When it’s my turn to host Thanksgiving I’ve had great success with my secret boyfriend’s recipe. My late MIL did arch an eyebrow the first time I did it (You’re soaking it in salt water?? You’re cooking it for half an hour at 500 degrees?) but it was a huge hit. I will never cook a turkey any other way. (Notice this recipe has five stars with more than 5500 reviews.)

Probably because you’re so used to the taste of salt that things taste funny without it. I can definitely taste the difference – and the difference is the flavor of salt.

And brining is on the way out.

My family has been bringing turkeys for 30 years and I vastly prefer the additional moisture. I’ve swapped over to, deep fried turkery for the most part the last decade or so and even at 2-3 pounds per person leftovers rarely make it through Black Friday.

I normally use a soy sauce/bourbon/apple marinade and i typically just mix it up in a five gallon igloo cooler and put the frozen turkey i. The whole thing gets put into a bathtub and I drop a thermometer in there. Once the brine temp gets about 35 and pull the bird out and let it dry in the fridge for a day. Its typically a 5 day process so I’d drop a frozen bird saturday to eat thursday.

We’re going fresh this year so i need to adjust the recipe so it doesn’t get too much marinade.

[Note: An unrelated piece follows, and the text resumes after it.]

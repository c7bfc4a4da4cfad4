//! Error types re-exported from cw-error.

pub use cw_error::{CorewatchError, Result};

Blasting the turkey at an initial high temperature is an old trick. I prefer to preheat to 450F, shove the bird in for about ten minutes, and then reduce the temp to 350F. But I’ve never liked brining.

You might consider adding one element of my method, since it’s quite easy and effective: mix salt and seasonings in olive oil to make a kind of slurry. Baste the turkey with that when you put it in the oven, then repeat the basting several times during cooking.

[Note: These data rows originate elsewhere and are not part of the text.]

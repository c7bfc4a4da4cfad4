//! AMD family 0Fh (K8) decoder
//!
//! Core temperatures come from the THERMTRIP register of the northbridge
//! miscellaneous control function, core clocks from FIDVID_STATUS.

use std::fmt::Write as _;
use std::sync::Arc;

use super::cpuid::CpuId;
use super::generic::GenericCpu;
use super::table::CpuConfig;
use super::{amd_pci_address, CpuEnvironment};
use crate::error::Result;
use crate::hardware::{Hardware, HardwareCore, SensorHandle};
use crate::ring0::Ring0;
use crate::sensor::{ParameterDescription, SensorType};
use crate::settings::SharedSettings;

const FIDVID_STATUS: u32 = 0xC0010042;
const MISC_CONTROL_DEVICE_ID: u16 = 0x1103;
const THERMTRIP_STATUS: u32 = 0xE4;

/// Current and maximum multiplier from FIDVID_STATUS eax.
fn fidvid_multipliers(eax: u32) -> (f64, f64) {
    let current = 0.5 * ((eax & 0x3F) + 8) as f64;
    let max = 0.5 * (((eax >> 16) & 0x3F) + 8) as f64;
    (current, max)
}

pub struct Amd0FCpu {
    cpu: GenericCpu,
    misc_control: Option<u32>,
    /// Core select values for the first core and for the others
    core_select: [u32; 2],
    core_temperatures: Vec<SensorHandle>,
    bus_clock: SensorHandle,
    core_clocks: Vec<SensorHandle>,
}

impl Amd0FCpu {
    pub fn new(
        processor_index: usize,
        cores: Vec<Vec<CpuId>>,
        config: CpuConfig,
        ring0: Arc<Ring0>,
        env: &CpuEnvironment,
        settings: SharedSettings,
    ) -> Result<Self> {
        let mut cpu = GenericCpu::new(processor_index, cores, config, ring0, env, settings)?;

        // NPT revisions F and G swap the core selection
        let core_select = if cpu.model() < 40 { [0x0, 0x4] } else { [0x4, 0x0] };

        let mut core_temperatures = Vec::new();
        if cpu.first().has_amd_thermal_sensor() {
            let offset = [ParameterDescription::new(
                "Offset [°C]",
                "Temperature offset of the thermal sensor. Temperature = Value + Offset.",
                config.temperature_offset,
            )];
            for i in 0..cpu.core_count() {
                let h = cpu
                    .core_mut()
                    .create_sensor(format!("Core #{}", i + 1), i, SensorType::Temperature, &offset);
                core_temperatures.push(h);
            }
        }

        let misc_control = amd_pci_address(cpu.ring0(), processor_index, MISC_CONTROL_DEVICE_ID);

        let bus_clock = cpu.core_mut().create_sensor("Bus Speed", 0, SensorType::Clock, &[]);
        let mut core_clocks = Vec::new();
        for i in 0..cpu.core_count() {
            let name = cpu.core_string(i);
            let h = cpu.core_mut().create_sensor(name, i + 1, SensorType::Clock, &[]);
            if cpu.has_tsc() {
                cpu.core_mut().activate(h);
            }
            core_clocks.push(h);
        }

        Ok(Self {
            cpu,
            misc_control,
            core_select,
            core_temperatures,
            bus_clock,
            core_clocks,
        })
    }

    fn update_temperatures(&mut self, ring0: &Ring0) {
        let Some(address) = self.misc_control else {
            return;
        };
        for (i, &h) in self.core_temperatures.iter().enumerate() {
            let select = self.core_select[usize::from(i > 0)];
            if !ring0.write_pci_config(address, THERMTRIP_STATUS, select) {
                // the register would still hold the other core's reading
                self.cpu.core_mut().set_value(h, None);
                continue;
            }
            let core = self.cpu.core_mut();
            match ring0.read_pci_config(address, THERMTRIP_STATUS) {
                Some(value) => {
                    let offset = core.parameter(h, 0, 0.0);
                    core.set_value(h, Some(((value >> 16) & 0xFF) as f32 + offset));
                    core.activate(h);
                }
                None => core.deactivate(h),
            }
        }
    }

    fn update_clocks(&mut self, ring0: &Ring0) {
        if !self.cpu.has_tsc() {
            return;
        }
        let tsc = self.cpu.tsc_frequency();
        let mut bus = 0.0;
        for i in 0..self.core_clocks.len() {
            self.cpu.core_pause();
            let value = match ring0.read_msr_on(FIDVID_STATUS, self.cpu.core_mask(i)) {
                Some(msr) => {
                    let (current, max) = fidvid_multipliers(msr.eax);
                    bus = tsc / max;
                    current * tsc / max
                }
                None => tsc,
            };
            let h = self.core_clocks[i];
            self.cpu.core_mut().set_value(h, Some(value as f32));
        }
        if bus > 0.0 {
            self.cpu.core_mut().set_value(self.bus_clock, Some(bus as f32));
            self.cpu.core_mut().activate(self.bus_clock);
        }
    }
}

impl Hardware for Amd0FCpu {
    fn core(&self) -> &HardwareCore {
        self.cpu.core()
    }

    fn core_mut(&mut self) -> &mut HardwareCore {
        self.cpu.core_mut()
    }

    fn update(&mut self) {
        self.cpu.update();
        let ring0 = self.cpu.ring0().clone();
        self.update_temperatures(&ring0);
        self.update_clocks(&ring0);
    }

    fn report(&self) -> String {
        let mut r = self.cpu.report_with(&[FIDVID_STATUS]);
        match self.misc_control {
            Some(address) => {
                let _ = writeln!(r, "Miscellaneous Control Address: 0x{:X}", address);
            }
            None => {
                let _ = writeln!(r, "Miscellaneous Control Address: not found");
            }
        }
        let _ = writeln!(r);
        r
    }
}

I use my seasoned baste and cook the turkey in a smoker, over a mesquite fire, which results in juicy, flavorful turkey and frees up the oven for cooking all manner of other things. As I mentioned in another Thanksgiving thread, I recently did a “test run” for a potluck to break in a new smoker, and two people threatened to kidnap me to cook turkey for them on Thanksgiving. :smiley:

I’ve lived in the United States for 57 years and have never even heard of “brining” until this thread.

It’s been a food fad for about 20 years. I blame Alton Brown, who really should have known better. It’s not as bad as the fried-turkey fad (which adds the risk of injury, death, and/or homelessness to the process of producing mediocre meat), but it’s an unnecessary complication.

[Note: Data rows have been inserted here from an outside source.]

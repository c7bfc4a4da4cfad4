//! Corewatch Core Library
//!
//! Live CPU telemetry for x86 systems: temperatures, clocks, voltages,
//! power and load, decoded from model-specific and PCI registers.
//!
//! # Module Structure
//!
//! - `ring0/` - privileged register session, mediators, bus lock, simulator
//! - `cpu/` - CPUID topology, microarchitecture table and vendor decoders
//! - `hardware`, `sensor` - the hardware tree and its sensors
//! - `computer` - root of the tree, owns the session
//!
//! # Example
//!
//! ```no_run
//! use std::sync::Arc;
//! use cw_core::{Computer, MemorySettings, Ring0};
//!
//! let mut computer = Computer::new(Arc::new(Ring0::native()), MemorySettings::shared());
//! computer.open();
//! computer.update();
//! for hardware in computer.hardware() {
//!     for sensor in hardware.core().sensors() {
//!         println!("{} {:?}", sensor.name(), sensor.value());
//!     }
//! }
//! computer.close();
//! ```

// Grouped modules
pub mod cpu;
pub mod ring0;

// Standalone modules
pub mod affinity;
pub mod clock;
pub mod computer;
pub mod constants;
pub mod error;
pub mod hardware;
pub mod identifier;
pub mod sensor;
pub mod settings;

pub use affinity::{AffinityControl, AffinityGuard, SavedAffinity, ThreadAffinity};
pub use clock::{ClockCalibrator, CycleCounter, MonotonicClock, SteppingClock, TimeSource, Tsc};
pub use computer::Computer;
pub use cpu::{CpuEnvironment, CpuGroup, LeafBuilder, StaticCpuid, Vendor};
pub use error::{CorewatchError, Result};
pub use hardware::{Group, Hardware, HardwareCore, HardwareType, SensorHandle, Visitor};
pub use identifier::Identifier;
pub use ring0::{Ring0, SimulatedMachine};
pub use sensor::{Parameter, ParameterDescription, Sensor, SensorReading, SensorType};
pub use settings::{JsonFileSettings, MemorySettings, Settings, SharedSettings};
/*
 * This file is part of Corewatch.
 *
 * Copyright (C) 2025 Corewatch contributors
 *
 * Corewatch is free software: you can redistribute it and/or modify
 * it under the terms of the GNU General Public License as published by
 * the Free Software Foundation, either version 3 of the License, or
 * (at your option) any later version.
 *
 * Corewatch is distributed in the hope that it will be useful,
 * but WITHOUT ANY WARRANTY; without even the implied warranty of
 * MERCHANTABILITY or FITNESS FOR A PARTICULAR PURPOSE. See the
 * GNU General Public License for more details.
 *
 * You should have received a copy of the GNU General Public License
 * along with Corewatch. If not, see <https://www.gnu.org/licenses/>.
 */

//! Command Line Interface
//!
//! `report`, `sensors` and `watch` over a real or simulated machine.

use std::io::Write;
use std::path::PathBuf;
use std::sync::atomic::{AtomicBool, Ordering};
use std::sync::Arc;
use std::time::{Duration, Instant};

use anyhow::Context;
use clap::{ArgAction, Args, Parser, Subcommand};
use cw_core::ring0::{FileDriverImage, NullDriver};
use cw_core::{Computer, CorewatchError, JsonFileSettings, MemorySettings, Ring0, SharedSettings};
use tracing::{debug, info, warn};

use crate::demo::DemoMachine;
use crate::output::{self, Sample};

#[derive(Parser, Debug)]
#[command(name = "corewatch")]
#[command(version)]
#[command(about = "Corewatch - live CPU telemetry for Linux")]
#[command(long_about = "Corewatch - live CPU telemetry for Linux

Reads temperatures, clocks, voltages, power and load from the processor's
model-specific and PCI registers. Register access needs root; without it
only the load sensors report values.

EXAMPLES:
    corewatch report                     Print the diagnostic report
    corewatch sensors                    Update once and list every sensor
    corewatch sensors --json             Same, as JSON
    corewatch watch --interval-ms 500    Poll until Ctrl-C
    corewatch --simulate watch --count 5 Poll a built-in simulated machine

ENVIRONMENT VARIABLES:
    COREWATCH_LOG=debug    Log filter (tracing env-filter syntax)

FILES:
    ~/.config/corewatch/settings.json    Sensor names, parameters and history")]
#[command(propagate_version = true)]
pub struct Cli {
    /// Run against a built-in simulated machine
    #[arg(long, global = true)]
    pub simulate: bool,

    /// Never open the register mediator
    #[arg(long, global = true, conflicts_with = "simulate")]
    pub no_driver: bool,

    /// Settings file (default ~/.config/corewatch/settings.json)
    #[arg(long, global = true, value_name = "PATH")]
    pub settings: Option<PathBuf>,

    /// Mediator image to install when none is present
    #[arg(long, global = true, value_name = "PATH")]
    pub driver_image: Option<PathBuf>,

    /// More logging; repeat for more detail
    #[arg(short, long, global = true, action = ArgAction::Count)]
    pub verbose: u8,

    #[command(subcommand)]
    pub command: Commands,
}

#[derive(Subcommand, Debug)]
pub enum Commands {
    /// Print the diagnostic report
    Report,

    /// Update once and print every sensor
    Sensors {
        /// Print JSON instead of text
        #[arg(long)]
        json: bool,
    },

    /// Poll and print sensors until interrupted
    Watch(WatchArgs),
}

#[derive(Args, Debug)]
pub struct WatchArgs {
    /// Polling interval
    #[arg(long, default_value_t = 1000, value_parser = clap::value_parser!(u64).range(10..))]
    pub interval_ms: u64,

    /// Stop after this many samples
    #[arg(long)]
    pub count: Option<u64>,

    /// One JSON object per sample
    #[arg(long)]
    pub json: bool,
}

#[derive(Debug, thiserror::Error)]
pub enum CliError {
    #[error("Failed to load settings from {path}: {source}")]
    Settings {
        path: PathBuf,
        #[source]
        source: CorewatchError,
    },

    #[error("Failed to write output: {0}")]
    Output(#[from] std::io::Error),
}

impl Cli {
    /// Log filter: `--verbose` wins, then `COREWATCH_LOG`, then `warn`.
    pub fn log_filter(&self) -> String {
        match self.verbose {
            0 => std::env::var("COREWATCH_LOG").unwrap_or_else(|_| "warn".to_string()),
            1 => "info".to_string(),
            2 => "debug".to_string(),
            _ => "trace".to_string(),
        }
    }
}

/// A computer plus whatever has to outlive it.
pub struct Session {
    pub computer: Computer,
    file_settings: Option<Arc<JsonFileSettings>>,
    demo: Option<DemoMachine>,
}

impl Session {
    pub fn build(cli: &Cli) -> Result<Self, CliError> {
        let (settings, file_settings) = load_settings(cli)?;

        if cli.simulate {
            let demo = DemoMachine::new();
            let computer = Computer::new(Arc::new(demo.ring0(None)), settings)
                .with_cpuid(demo.cpuid())
                .with_environment(demo.environment());
            info!(threads = demo.threads.len(), "Using simulated machine");
            return Ok(Self {
                computer,
                file_settings,
                demo: Some(demo),
            });
        }

        let mut ring0 = if cli.no_driver {
            Ring0::new(Box::new(NullDriver))
        } else {
            Ring0::native()
        };
        if let Some(image) = &cli.driver_image {
            ring0 = ring0.with_driver_image(Box::new(FileDriverImage::new(image.clone())));
        }

        Ok(Self {
            computer: Computer::new(Arc::new(ring0), settings),
            file_settings,
            demo: None,
        })
    }

    pub fn demo(&self) -> Option<&DemoMachine> {
        self.demo.as_ref()
    }

    /// Close the tree and write settings back.
    pub fn close(mut self) -> anyhow::Result<()> {
        self.computer.close();
        if let Some(settings) = self.file_settings.take() {
            settings
                .save()
                .with_context(|| format!("saving settings to {}", settings.path().display()))?;
        }
        Ok(())
    }
}

fn load_settings(cli: &Cli) -> Result<(SharedSettings, Option<Arc<JsonFileSettings>>), CliError> {
    if let Some(path) = &cli.settings {
        let settings = JsonFileSettings::load(path).map_err(|source| CliError::Settings {
            path: path.clone(),
            source,
        })?;
        let settings = Arc::new(settings);
        let shared: SharedSettings = settings.clone();
        return Ok((shared, Some(settings)));
    }
    if cli.simulate {
        return Ok((MemorySettings::shared(), None));
    }
    match JsonFileSettings::load_default() {
        Ok(settings) => {
            let settings = Arc::new(settings);
            let shared: SharedSettings = settings.clone();
            Ok((shared, Some(settings)))
        }
        Err(e) => {
            warn!(error = %e, "Settings unavailable, keeping them in memory");
            Ok((MemorySettings::shared(), None))
        }
    }
}

/// Sleep up to `interval`, waking early when `stop` is raised.
fn pause(interval: Duration, stop: &AtomicBool) {
    let deadline = Instant::now() + interval;
    let slice = Duration::from_millis(20);
    while !stop.load(Ordering::SeqCst) {
        let now = Instant::now();
        if now >= deadline {
            break;
        }
        std::thread::sleep(slice.min(deadline - now));
    }
}

pub fn run_report(computer: &mut Computer, out: &mut dyn Write) -> Result<(), CliError> {
    computer.open();
    computer.update();
    out.write_all(computer.report().as_bytes())?;
    Ok(())
}

pub fn run_sensors(computer: &mut Computer, json: bool, out: &mut dyn Write) -> Result<(), CliError> {
    computer.open();
    computer.update();
    let nodes = output::snapshot(computer);
    if json {
        output::write_json(out, &nodes)?;
    } else {
        output::write_text(out, &nodes)?;
    }
    Ok(())
}

/// The polling loop. Returns the number of samples written.
pub fn run_watch(
    computer: &mut Computer,
    args: &WatchArgs,
    stop: &AtomicBool,
    out: &mut dyn Write,
) -> Result<u64, CliError> {
    computer.open();
    let interval = Duration::from_millis(args.interval_ms);
    let mut written = 0u64;

    while !stop.load(Ordering::SeqCst) {
        computer.update();
        let nodes = output::snapshot(computer);
        written += 1;
        if args.json {
            output::write_json_line(out, &Sample { sample: written, hardware: &nodes })?;
        } else {
            writeln!(out, "--- sample {} ---", written)?;
            output::write_text(out, &nodes)?;
        }
        out.flush()?;

        if args.count.is_some_and(|c| written >= c) {
            break;
        }
        pause(interval, stop);
    }
    debug!(samples = written, "Watch finished");
    Ok(written)
}

/// Dispatch one command against an already built session.
pub fn run(cli: &Cli, session: &mut Session, stop: &AtomicBool, out: &mut dyn Write) -> Result<(), CliError> {
    match &cli.command {
        Commands::Report => run_report(&mut session.computer, out),
        Commands::Sensors { json } => run_sensors(&mut session.computer, *json, out),
        Commands::Watch(args) => run_watch(&mut session.computer, args, stop, out).map(|_| ()),
    }
}

#[cfg(test)]
mod tests {
    use super::*;

    #[test]
    fn test_parse_watch_defaults() {
        let cli = Cli::try_parse_from(["corewatch", "watch"]).unwrap();
        match cli.command {
            Commands::Watch(args) => {
                assert_eq!(args.interval_ms, 1000);
                assert_eq!(args.count, None);
                assert!(!args.json);
            }
            other => panic!("unexpected {:?}", other),
        }
    }

    #[test]
    fn test_global_flags_after_subcommand() {
        let cli = Cli::try_parse_from(["corewatch", "sensors", "--json", "--simulate", "-vv"]).unwrap();
        assert!(cli.simulate);
        assert_eq!(cli.verbose, 2);
        assert_eq!(cli.log_filter(), "debug");
        assert!(matches!(cli.command, Commands::Sensors { json: true }));
    }

    #[test]
    fn test_interval_lower_bound() {
        assert!(Cli::try_parse_from(["corewatch", "watch", "--interval-ms", "5"]).is_err());
    }

    #[test]
    fn test_simulate_conflicts_with_no_driver() {
        assert!(Cli::try_parse_from(["corewatch", "--simulate", "--no-driver", "report"]).is_err());
    }

    #[test]
    fn test_pause_returns_when_stopped() {
        let stop = AtomicBool::new(true);
        let start = Instant::now();
        pause(Duration::from_secs(5), &stop);
        assert!(start.elapsed() < Duration::from_secs(1));
    }
}
//! Benchmarks for version parsing and pattern matching.

use criterion::{Criterion, black_box, criterion_group, criterion_main};
use vellum_core::{SemanticPattern, SemanticVersion};

fn bench_version_parsing(c: &mut Criterion) {
    let versions = vec![
        "1",
        "1.2",
        "1.2.3",
        "10.20.30",
        "1.0.0-alpha",
        "1.0.0-alpha.beta.rc.1",
        "1.0.0-rc.1+build.123",
        "2147483647.0.0",
    ];

    c.bench_function("version_parse", |b| {
        b.iter(|| {
            for v in &versions {
                black_box(SemanticVersion::parse(v)).ok();
            }
        });
    });
}

fn bench_version_compare(c: &mut Criterion) {
    let versions: Vec<_> = [
        "1.0.0-alpha",
        "1.0.0-alpha.1",
        "1.0.0-beta.11",
        "1.0.0-rc.1",
        "1.0.0",
        "1.9.3",
        "2.0.0",
    ]
    .iter()
    .map(|v| SemanticVersion::parse(v).unwrap())
    .collect();

    c.bench_function("version_compare_pairs", |b| {
        b.iter(|| {
            for a in &versions {
                for z in &versions {
                    black_box(a.compare(z));
                }
            }
        });
    });
}

fn bench_pattern_matching(c: &mut Criterion) {
    let pattern = SemanticPattern::parse(">=1.2 <2.0 || >=3.0-alpha").unwrap();
    let versions: Vec<_> = (0..100)
        .map(|i| SemanticVersion::parse(&format!("{}.{}.0", i / 10, i % 10)).unwrap())
        .collect();

    c.bench_function("pattern_match_100", |b| {
        b.iter(|| {
            for v in &versions {
                black_box(pattern.matches(Some(v)));
            }
        });
    });
}

criterion_group!(
    benches,
    bench_version_parsing,
    bench_version_compare,
    bench_pattern_matching,
);

criterion_main!(benches);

Oh yeah, I always add fat & herbs to the bird. Butter is nice too.

It’s also good to unwrap the bird and let the skin dry out overnight or for a few hours; it adds a little more crispness to the skin.

I always skin the bird before smoking it. I find that the skin tends to keep the flavors from the smoke and the baste out of the meat, and no one I know particularly likes the skin itself.

I’ve brined, and I’ve not brined; the biggest single change that makes for a good turkey is getting a leave-in probe thermometer and putting it in the right place on the turkey, and setting the temperature to take it out of the oven at the right time correctly.

Do these things, and your meat will not be dry, brine or no brine.

That’s called ‘dry brining’ and it works just fine.

Yeah, you want to thaw that birdie. Not unthaw it. Or dethaw it, whatever.

Defrost the turkey in the fridge and then let it defrost the rest of the way in the brine. I’ve done that several times and noticed no difference.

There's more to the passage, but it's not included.